Its major subjects were the psychodynamics of ancient neoplatonism and its unfolding in poetic texts of the English Renaissance (including the writings of metaphysical poets such as Herbert, Traherne, Donne, or Crashaw, but also works of Thomas More and John Davies, as well as Shakespearean drama).

Research continued to be guided by questions concerning early modern writers’ response to neoplatonic thinking on space, in particular to neoplatonic concepts of the soul and its mediated relationship to matter, with a special interest in the sympathetic correspondences that were thought to hold together micro- and macrocosm, corporeal and incorporeal worlds, and the ways these were articulated in different poetic media.
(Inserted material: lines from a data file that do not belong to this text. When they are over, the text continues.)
//! Language table loading.
//!
//! The table is a declarative YAML document listing [`LanguageDescriptor`]s.
//! It is loaded once at startup (or on explicit reload) and is read-only
//! afterwards. Declaration order is preserved: when two languages claim the
//! same file extension, the first declared wins.

use std::collections::HashMap;
use std::path::Path;

use regex::Regex;
use serde::Deserialize;
use thiserror::Error;

use crate::descriptor::LanguageDescriptor;

/// Errors produced while loading the language table.
///
/// A malformed table is a startup-fatal configuration error; callers report
/// it to the user rather than falling back silently.
#[derive(Debug, Error)]
pub enum LanguageConfigError {
    /// Filesystem I/O failed.
    #[error("I/O error: {0}")]
    Io(#[from] std::io::Error),

    /// YAML parsing failed.
    #[error("YAML parse error: {0}")]
    Yaml(#[from] serde_yaml::Error),

    /// Two languages were declared under the same name.
    #[error("duplicate language name '{0}'")]
    DuplicateName(String),

    /// A `first_line_match` pattern failed to compile.
    #[error("bad first_line_match for '{name}': {message}")]
    BadSniffPattern {
        /// The declaring language.
        name: String,
        /// Compiler message.
        message: String,
    },
}

#[derive(Debug, Deserialize)]
struct RawTable {
    languages: Vec<LanguageDescriptor>,
}

/// The loaded, immutable language table.
#[derive(Debug)]
pub struct LanguageTable {
    languages: Vec<LanguageDescriptor>,
    by_name: HashMap<String, usize>,
    /// Compiled `first_line_match` patterns, parallel to `languages`.
    sniffers: Vec<Option<Regex>>,
}

impl LanguageTable {
    /// Parse a table from YAML text.
    pub fn from_yaml(text: &str) -> Result<Self, LanguageConfigError> {
        let raw: RawTable = serde_yaml::from_str(text)?;

        let mut by_name = HashMap::with_capacity(raw.languages.len());
        let mut sniffers = Vec::with_capacity(raw.languages.len());

        for (idx, lang) in raw.languages.iter().enumerate() {
            if by_name.insert(lang.name.clone(), idx).is_some() {
                return Err(LanguageConfigError::DuplicateName(lang.name.clone()));
            }

            let sniffer = match &lang.first_line_match {
                Some(pattern) => Some(Regex::new(pattern).map_err(|err| {
                    LanguageConfigError::BadSniffPattern {
                        name: lang.name.clone(),
                        message: err.to_string(),
                    }
                })?),
                None => None,
            };
            sniffers.push(sniffer);
        }

        Ok(Self {
            languages: raw.languages,
            by_name,
            sniffers,
        })
    }

    /// Load a table from a YAML file.
    pub fn from_file(path: impl AsRef<Path>) -> Result<Self, LanguageConfigError> {
        let text = std::fs::read_to_string(path)?;
        Self::from_yaml(&text)
    }

    /// Look up a language by name.
    pub fn get(&self, name: &str) -> Option<&LanguageDescriptor> {
        self.by_name.get(name).map(|&idx| &self.languages[idx])
    }

    /// Languages in declaration order.
    pub fn iter(&self) -> impl Iterator<Item = &LanguageDescriptor> {
        self.languages.iter()
    }

    /// Languages paired with their compiled first-line patterns, in
    /// declaration order.
    pub(crate) fn iter_with_sniffers(
        &self,
    ) -> impl Iterator<Item = (&LanguageDescriptor, Option<&Regex>)> {
        self.languages
            .iter()
            .zip(self.sniffers.iter().map(|s| s.as_ref()))
    }

    /// All language names, sorted case-insensitively for UI listings.
    pub fn names_sorted(&self) -> Vec<String> {
        let mut names: Vec<String> = self.languages.iter().map(|l| l.name.clone()).collect();
        names.sort_by_key(|n| n.to_lowercase());
        names
    }

    /// Number of declared languages.
    pub fn len(&self) -> usize {
        self.languages.len()
    }

    /// Returns `true` if the table declares no languages.
    pub fn is_empty(&self) -> bool {
        self.languages.is_empty()
    }
}
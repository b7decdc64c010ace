//! The URL decorator.
//!
//! Watches a view's change notifications, debounces them, and repaints a
//! dedicated indicator channel over every URL visible in the viewport. A
//! ctrl-activation on an annotated range resolves the range back to text,
//! validates it, and hands it to the host's [`UrlOpener`].

use std::time::Instant;

use tracing::{debug, info, warn};
use url::Url;
use vellum_core::{ContentChange, EditorEvent, EditorView, IndicatorId, IndicatorStyle};

use crate::debounce::DebounceTimer;
use crate::matcher::UrlMatcher;
use crate::opener::UrlOpener;

/// Name the decorator allocates its indicator channel under.
pub const INDICATOR_NAME: &str = "url_finder";

const URL_COLOR: u32 = 0xFF0000;

/// Highlights URLs in the visible viewport and opens them on ctrl-activation.
pub struct UrlDecorator {
    indicator: IndicatorId,
    matcher: UrlMatcher,
    timer: DebounceTimer,
}

impl UrlDecorator {
    /// Attach a decorator to `view`, allocating and configuring its
    /// indicator channel (plain red underline, dotted red hover).
    pub fn new(view: &mut EditorView) -> Self {
        let indicator = view.allocate_indicator(INDICATOR_NAME);
        if let Some(ind) = view.indicator_mut(indicator) {
            ind.style = IndicatorStyle::Plain;
            ind.fore = URL_COLOR;
            ind.hover_style = IndicatorStyle::Dots;
            ind.hover_fore = URL_COLOR;
        }

        Self {
            indicator,
            matcher: UrlMatcher::new(),
            timer: DebounceTimer::default(),
        }
    }

    /// The indicator channel this decorator paints.
    pub fn indicator(&self) -> IndicatorId {
        self.indicator
    }

    /// Returns `true` if a re-scan is pending.
    pub fn is_scan_pending(&self) -> bool {
        self.timer.is_pending()
    }

    /// Dispatch one change notification.
    ///
    /// Content changes, scrolls, zooms, and resizes restart the debounce
    /// window; a ctrl-activation on one of our ranges opens the URL.
    pub fn notify(
        &mut self,
        view: &EditorView,
        event: &EditorEvent,
        now: Instant,
        opener: &mut dyn UrlOpener,
    ) {
        match event {
            EditorEvent::ContentChanged(ContentChange::Insert { .. })
            | EditorEvent::ContentChanged(ContentChange::Delete { .. })
            | EditorEvent::Scrolled
            | EditorEvent::Zoomed
            | EditorEvent::Resized => self.timer.restart(now),
            EditorEvent::IndicatorActivated {
                position,
                modifiers,
            } if modifiers.ctrl => self.activate(view, *position, opener),
            EditorEvent::IndicatorActivated { .. } => {}
        }
    }

    /// Run the pending re-scan if the debounce window has elapsed.
    ///
    /// Returns `true` when a scan ran. Hosts call this from their event loop;
    /// N triggers inside one window produce exactly one scan.
    pub fn poll(&mut self, view: &mut EditorView, now: Instant) -> bool {
        if self.timer.fire_ready(now) {
            self.rescan(view);
            true
        } else {
            false
        }
    }

    /// One full scan pass: clear every prior range, then re-annotate all
    /// URLs on the currently visible lines.
    pub fn rescan(&mut self, view: &mut EditorView) {
        if let Some(ind) = view.indicator_mut(self.indicator) {
            ind.clear_all();
        }

        for line in view.visible_lines() {
            let line_start = view.buffer().line_start(line);
            let line_end = view.buffer().line_end(line);
            let line_text = view.buffer().text_range(line_start, line_end);

            for matched_text in self.matcher.matches(&line_text) {
                self.annotate_occurrences(view, &matched_text, line_start, line_end);
            }
        }

        debug!(
            ranges = view
                .indicator(self.indicator)
                .map(|i| i.ranges().len())
                .unwrap_or(0),
            "url scan complete"
        );
    }

    /// Annotate every occurrence of `matched_text` within `[from, to)`,
    /// resuming each search after the previous hit. A buffer edited between
    /// the match phase and the search phase can make the re-search miss; the
    /// loop then ends cleanly and the next debounced scan corrects it.
    fn annotate_occurrences(
        &mut self,
        view: &mut EditorView,
        matched_text: &str,
        from: usize,
        to: usize,
    ) {
        let mut search_from = from;

        while let Some(found) = view.find_text(matched_text, search_from, to) {
            let start = found.start;
            let mut end = found.end;

            // The grammar admits a trailing bracket into the match; when the
            // character before the range pairs with the last matched
            // character, exclude that bracket from the highlight.
            let prev = start.checked_sub(1).and_then(|p| view.buffer().char_at(p));
            let last = view.buffer().char_at(end - 1);
            if let (Some(prev), Some(last)) = (prev, last)
                && matches!((prev, last), ('(', ')') | ('[', ']') | ('<', '>') | ('"', '"'))
            {
                end -= 1;
            }

            if let Some(ind) = view.indicator_mut(self.indicator) {
                ind.fill_range(start, end - start);
            }

            search_from = found.end;
        }
    }

    fn activate(&self, view: &EditorView, position: usize, opener: &mut dyn UrlOpener) {
        let Some(range) = view
            .indicator(self.indicator)
            .and_then(|ind| ind.range_at(position))
        else {
            return;
        };

        let text = view.buffer().text_range(range.0, range.1);
        match Url::parse(&text) {
            Ok(url) => {
                info!(url = %text, "URL hotspot activated");
                if let Err(err) = opener.open(&url) {
                    warn!(url = %text, error = %err, "platform opener failed");
                }
            }
            Err(err) => {
                warn!(text = %text, error = %err, "invalid url at activation");
            }
        }
    }
}
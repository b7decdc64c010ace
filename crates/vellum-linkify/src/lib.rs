#![warn(missing_docs)]
//! `vellum-linkify` - viewport-scoped URL detection and highlighting.
//!
//! Scans only the lines currently visible in a [`vellum_core::EditorView`]
//! for URL-shaped text, paints them onto a dedicated indicator channel, and
//! opens them on ctrl-activation. Scans are debounced: bursts of typing,
//! scrolling, or zooming collapse into one pass per idle window.
//!
//! ```rust
//! use std::time::{Duration, Instant};
//! use vellum_core::{EditorEvent, EditorView};
//! use vellum_linkify::{NullOpener, UrlDecorator};
//!
//! let mut view = EditorView::new("see https://example.com for details\n", 0);
//! view.set_rows_on_screen(10);
//!
//! let mut decorator = UrlDecorator::new(&mut view);
//! let mut opener = NullOpener;
//!
//! let t0 = Instant::now();
//! decorator.notify(&view, &EditorEvent::Scrolled, t0, &mut opener);
//! assert!(decorator.poll(&mut view, t0 + Duration::from_millis(250)));
//!
//! let ranges = view.indicator(decorator.indicator()).unwrap().ranges();
//! assert_eq!(ranges, &[(4, 23)]);
//! ```

pub mod debounce;
pub mod decorator;
pub mod matcher;
pub mod opener;

pub use debounce::{DEFAULT_DEBOUNCE, DebounceTimer};
pub use decorator::{INDICATOR_NAME, UrlDecorator};
pub use matcher::UrlMatcher;
pub use opener::{NullOpener, UrlOpener};
//! Extension point for the platform URL handler.

use url::Url;

/// Opens a validated URL in the platform's default handler.
///
/// The decorator validates click-time text before calling this, so
/// implementations receive only well-formed URLs. Hosts typically shell out
/// to the OS opener; tests substitute a recording fake.
pub trait UrlOpener {
    /// Request that the platform open `url`. Errors are host-defined and
    /// reported by the caller.
    fn open(&mut self, url: &Url) -> Result<(), String>;
}

/// An opener that drops every request. Useful for headless hosts and tests.
#[derive(Debug, Default)]
pub struct NullOpener;

impl UrlOpener for NullOpener {
    fn open(&mut self, _url: &Url) -> Result<(), String> {
        Ok(())
    }
}
//! The language descriptor model.
//!
//! A [`LanguageDescriptor`] captures everything the editor derives from a
//! language: lexer assignment, comment token, tab/indent policy, per-style
//! coloring, keyword sets, and named properties. Descriptors are deserialized
//! from the declarative language table and are read-only afterwards.

use serde::Deserialize;
use std::collections::BTreeMap;

fn default_tab_width() -> usize {
    4
}

/// Whether indentation uses hard tabs or spaces.
#[derive(Debug, Clone, Copy, PartialEq, Eq, Default, Deserialize)]
#[serde(rename_all = "lowercase")]
pub enum TabPolicy {
    /// Indent with hard tabs (the default).
    #[default]
    Tabs,
    /// Indent with spaces.
    Spaces,
}

/// Raw style entry: colors plus an optional packed font-style bitmask.
#[derive(Debug, Clone, PartialEq, Eq, Deserialize)]
pub struct StyleDefinition {
    /// Foreground color, `0xRRGGBB`.
    #[serde(default)]
    pub fg_color: Option<u32>,
    /// Background color, `0xRRGGBB`.
    #[serde(default)]
    pub bg_color: Option<u32>,
    /// Packed font flags; see [`FontFlags::from_bits`].
    #[serde(default)]
    pub font_style: Option<u8>,
}

/// Independent font attribute flags decomposed from a packed bitmask.
#[derive(Debug, Clone, Copy, PartialEq, Eq, Default)]
pub struct FontFlags {
    /// Bold face.
    pub bold: bool,
    /// Italic face.
    pub italic: bool,
    /// Underlined text.
    pub underline: bool,
    /// Background fill extends to the end of the line.
    pub eol_filled: bool,
}

impl FontFlags {
    /// Decompose a packed bitmask: bit 1 = bold, bit 2 = italic, bit 4 =
    /// underline, bit 8 = eol-filled.
    pub fn from_bits(bits: u8) -> Self {
        Self {
            bold: bits & 1 == 1,
            italic: bits & 2 == 2,
            underline: bits & 4 == 4,
            eol_filled: bits & 8 == 8,
        }
    }
}

/// One language's declarative configuration.
#[derive(Debug, Clone, Deserialize)]
pub struct LanguageDescriptor {
    /// Unique language name (the table key).
    pub name: String,
    /// Lexer assigned to documents of this language.
    pub lexer: String,
    /// Single-line comment token (e.g. `//`, `#`).
    #[serde(default)]
    pub line_comment: Option<String>,
    /// Hard tabs vs spaces; defaults to tabs.
    #[serde(default)]
    pub tab_policy: TabPolicy,
    /// Tab width in columns; defaults to 4.
    #[serde(default = "default_tab_width")]
    pub tab_width: usize,
    /// Suppress the fold margin for this language.
    #[serde(default)]
    pub disable_fold_margin: bool,
    /// File extensions (without the dot) used for file-type detection.
    #[serde(default)]
    pub extensions: Vec<String>,
    /// Optional regex matched against the first line of a content sample
    /// (shebangs, markup preambles) for path-less detection.
    #[serde(default)]
    pub first_line_match: Option<String>,
    /// Style entries keyed by style id.
    #[serde(default)]
    pub styles: BTreeMap<u32, StyleDefinition>,
    /// Keyword sets keyed by set id.
    #[serde(default)]
    pub keywords: BTreeMap<u32, String>,
    /// Free-form lexer properties.
    #[serde(default)]
    pub properties: BTreeMap<String, String>,
}

#[cfg(test)]
mod tests {
    use super::*;

    #[test]
    fn font_flags_decompose_bitwise() {
        let flags = FontFlags::from_bits(5); // bold + underline
        assert!(flags.bold);
        assert!(!flags.italic);
        assert!(flags.underline);
        assert!(!flags.eol_filled);

        assert_eq!(FontFlags::from_bits(0), FontFlags::default());
        let all = FontFlags::from_bits(15);
        assert!(all.bold && all.italic && all.underline && all.eol_filled);
    }

    #[test]
    fn descriptor_defaults_from_minimal_yaml() {
        let descriptor: LanguageDescriptor =
            serde_yaml::from_str("name: Text\nlexer: null_lexer\n").unwrap();
        assert_eq!(descriptor.tab_policy, TabPolicy::Tabs);
        assert_eq!(descriptor.tab_width, 4);
        assert!(!descriptor.disable_fold_margin);
        assert!(descriptor.extensions.is_empty());
        assert!(descriptor.styles.is_empty());
    }
}
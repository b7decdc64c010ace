//! Display-width layout helpers.
//!
//! Computes how many display rows a logical line occupies for a given viewport
//! width, based on UAX #11 character cell widths with tab-stop expansion. The
//! viewport iterator uses these wrap counts to budget visible rows.

use unicode_width::UnicodeWidthChar;

/// Default tab width (in cells) used when a caller does not specify one.
pub const DEFAULT_TAB_WIDTH: usize = 4;

/// Visual width of a character (based on UAX #11).
///
/// Narrow characters yield 1, wide (CJK/fullwidth) characters 2, zero-width
/// characters 0.
pub fn char_width(ch: char) -> usize {
    UnicodeWidthChar::width(ch).unwrap_or(1)
}

/// Visual width (in cells) for a character at a specific cell offset within
/// the line. `'\t'` advances to the next tab stop based on `tab_width`.
pub fn cell_width_at(ch: char, cell_offset_in_line: usize, tab_width: usize) -> usize {
    if ch == '\t' {
        let tab_width = tab_width.max(1);
        tab_width - (cell_offset_in_line % tab_width)
    } else {
        char_width(ch)
    }
}

/// Number of display rows `text` occupies when soft-wrapped at
/// `viewport_width` cells.
///
/// A `viewport_width` of 0 disables wrapping (every line is one row). Wrapping
/// is at character boundaries; a double-width character that does not fit in
/// the remaining cells wraps intact to the next row.
pub fn wrap_count(text: &str, viewport_width: usize, tab_width: usize) -> usize {
    if viewport_width == 0 {
        return 1;
    }

    let mut rows = 1usize;
    let mut x_in_row = 0usize;
    let mut x_in_line = 0usize;

    for ch in text.chars() {
        let ch_width = cell_width_at(ch, x_in_line, tab_width);

        if x_in_row + ch_width > viewport_width {
            rows += 1;
            x_in_row = 0;
        }

        x_in_row = x_in_row.saturating_add(ch_width);
        x_in_line = x_in_line.saturating_add(ch_width);
    }

    // An exact fit does not open an empty continuation row.
    rows
}
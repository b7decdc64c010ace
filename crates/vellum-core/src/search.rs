//! Plain-text search over a `&str` in character offsets.
//!
//! The query is escaped and compiled into a regex, which keeps the scan
//! Unicode-correct without a hand-rolled matcher. All public inputs/outputs
//! are **character offsets** (not byte offsets).

use regex::{Regex, RegexBuilder};

/// Options that control how search is performed.
#[derive(Debug, Clone, Copy, PartialEq, Eq)]
pub struct SearchOptions {
    /// If `true`, performs a case-sensitive search.
    pub case_sensitive: bool,
}

impl Default for SearchOptions {
    fn default() -> Self {
        Self {
            case_sensitive: true,
        }
    }
}

/// A match expressed as a half-open character range.
#[derive(Debug, Clone, Copy, PartialEq, Eq)]
pub struct SearchMatch {
    /// Inclusive start character offset.
    pub start: usize,
    /// Exclusive end character offset.
    pub end: usize,
}

impl SearchMatch {
    /// Length of the match in characters.
    pub fn len(&self) -> usize {
        self.end.saturating_sub(self.start)
    }

    /// Returns `true` if the match is empty.
    pub fn is_empty(&self) -> bool {
        self.start >= self.end
    }
}

/// Search errors.
#[derive(Debug)]
pub enum SearchError {
    /// The escaped query failed to compile.
    InvalidQuery(regex::Error),
}

impl std::fmt::Display for SearchError {
    fn fmt(&self, f: &mut std::fmt::Formatter<'_>) -> std::fmt::Result {
        match self {
            Self::InvalidQuery(err) => write!(f, "Invalid query: {}", err),
        }
    }
}

impl std::error::Error for SearchError {}

#[derive(Debug)]
struct CharIndex {
    char_to_byte: Vec<usize>,
    text_len: usize,
}

impl CharIndex {
    fn new(text: &str) -> Self {
        let mut char_to_byte: Vec<usize> = text.char_indices().map(|(b, _)| b).collect();
        char_to_byte.push(text.len());
        Self {
            char_to_byte,
            text_len: text.len(),
        }
    }

    fn char_count(&self) -> usize {
        self.char_to_byte.len().saturating_sub(1)
    }

    fn char_to_byte(&self, char_offset: usize) -> usize {
        let clamped = char_offset.min(self.char_count());
        self.char_to_byte
            .get(clamped)
            .cloned()
            .unwrap_or(self.text_len)
    }

    fn byte_to_char(&self, byte_offset: usize) -> usize {
        let clamped = byte_offset.min(self.text_len);
        match self.char_to_byte.binary_search(&clamped) {
            Ok(idx) => idx,
            Err(idx) => idx,
        }
    }
}

fn compile_query(query: &str, options: SearchOptions) -> Result<Regex, SearchError> {
    RegexBuilder::new(&regex::escape(query))
        .case_insensitive(!options.case_sensitive)
        .build()
        .map_err(SearchError::InvalidQuery)
}

/// Find the next occurrence of `query` in `text` within the half-open
/// character range `[from_char, to_char)`.
///
/// Returns `Ok(None)` when there is no further occurrence fully inside the
/// range (or if `query` is empty).
pub fn find_in_range(
    text: &str,
    query: &str,
    options: SearchOptions,
    from_char: usize,
    to_char: usize,
) -> Result<Option<SearchMatch>, SearchError> {
    if query.is_empty() || from_char >= to_char {
        return Ok(None);
    }

    let re = compile_query(query, options)?;
    let index = CharIndex::new(text);

    let start_byte = index.char_to_byte(from_char.min(index.char_count()));
    let Some(m) = re.find_at(text, start_byte) else {
        return Ok(None);
    };

    let candidate = SearchMatch {
        start: index.byte_to_char(m.start()),
        end: index.byte_to_char(m.end()),
    };

    if candidate.is_empty() || candidate.end > to_char.min(index.char_count()) {
        return Ok(None);
    }

    Ok(Some(candidate))
}
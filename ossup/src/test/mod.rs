//! End-to-end tests against real HTTP servers.
//!
//! These run the reqwest transport against `wiremock` servers standing in for the presign
//! backend and the storage endpoint.


use crate::{OssClient, PresignConfig};
use url::Url;
use wiremock::MockServer;

/// Client whose presign endpoint is `/get-presign` on `backend`.
pub(crate) fn client_for(backend: &MockServer) -> OssClient {
    let endpoint = Url::parse(&format!("{}/get-presign", backend.uri())).expect("mock server URI is valid");
    OssClient::from_config(PresignConfig::with_endpoint(endpoint))
}
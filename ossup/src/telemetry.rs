//! Tracing initialisation for the `ossup` binary.
//!
//! Log levels come from `RUST_LOG` (e.g. `RUST_LOG=ossup=debug`) and default to `info`.

use tracing_subscriber::EnvFilter;
use tracing_subscriber::layer::SubscriberExt;
use tracing_subscriber::util::SubscriberInitExt;

/// Install a fmt subscriber filtered by `RUST_LOG`.
///
/// Logs go to stderr so stdout stays clean for the signed URLs the CLI prints.
pub fn init_telemetry() -> anyhow::Result<()> {
    let env_filter = EnvFilter::try_from_default_env().unwrap_or_else(|_| EnvFilter::new("info"));

    tracing_subscriber::registry()
        .with(env_filter)
        .with(tracing_subscriber::fmt::layer().with_writer(std::io::stderr))
        .try_init()?;

    tracing::debug!("Telemetry initialized");
    Ok(())
}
One of its most fascinating insights so far was gained into the historically varying modes of conceptualizing hybrid (in)corporeality in the idea of the ochema or vehicle of the soul. In the texts under consideration, poetic language thus appears to be capable of explicating and rendering available to the imagination – and thus potentially also to the intellect – notions and concepts barely accessible to traditional discursive thinking.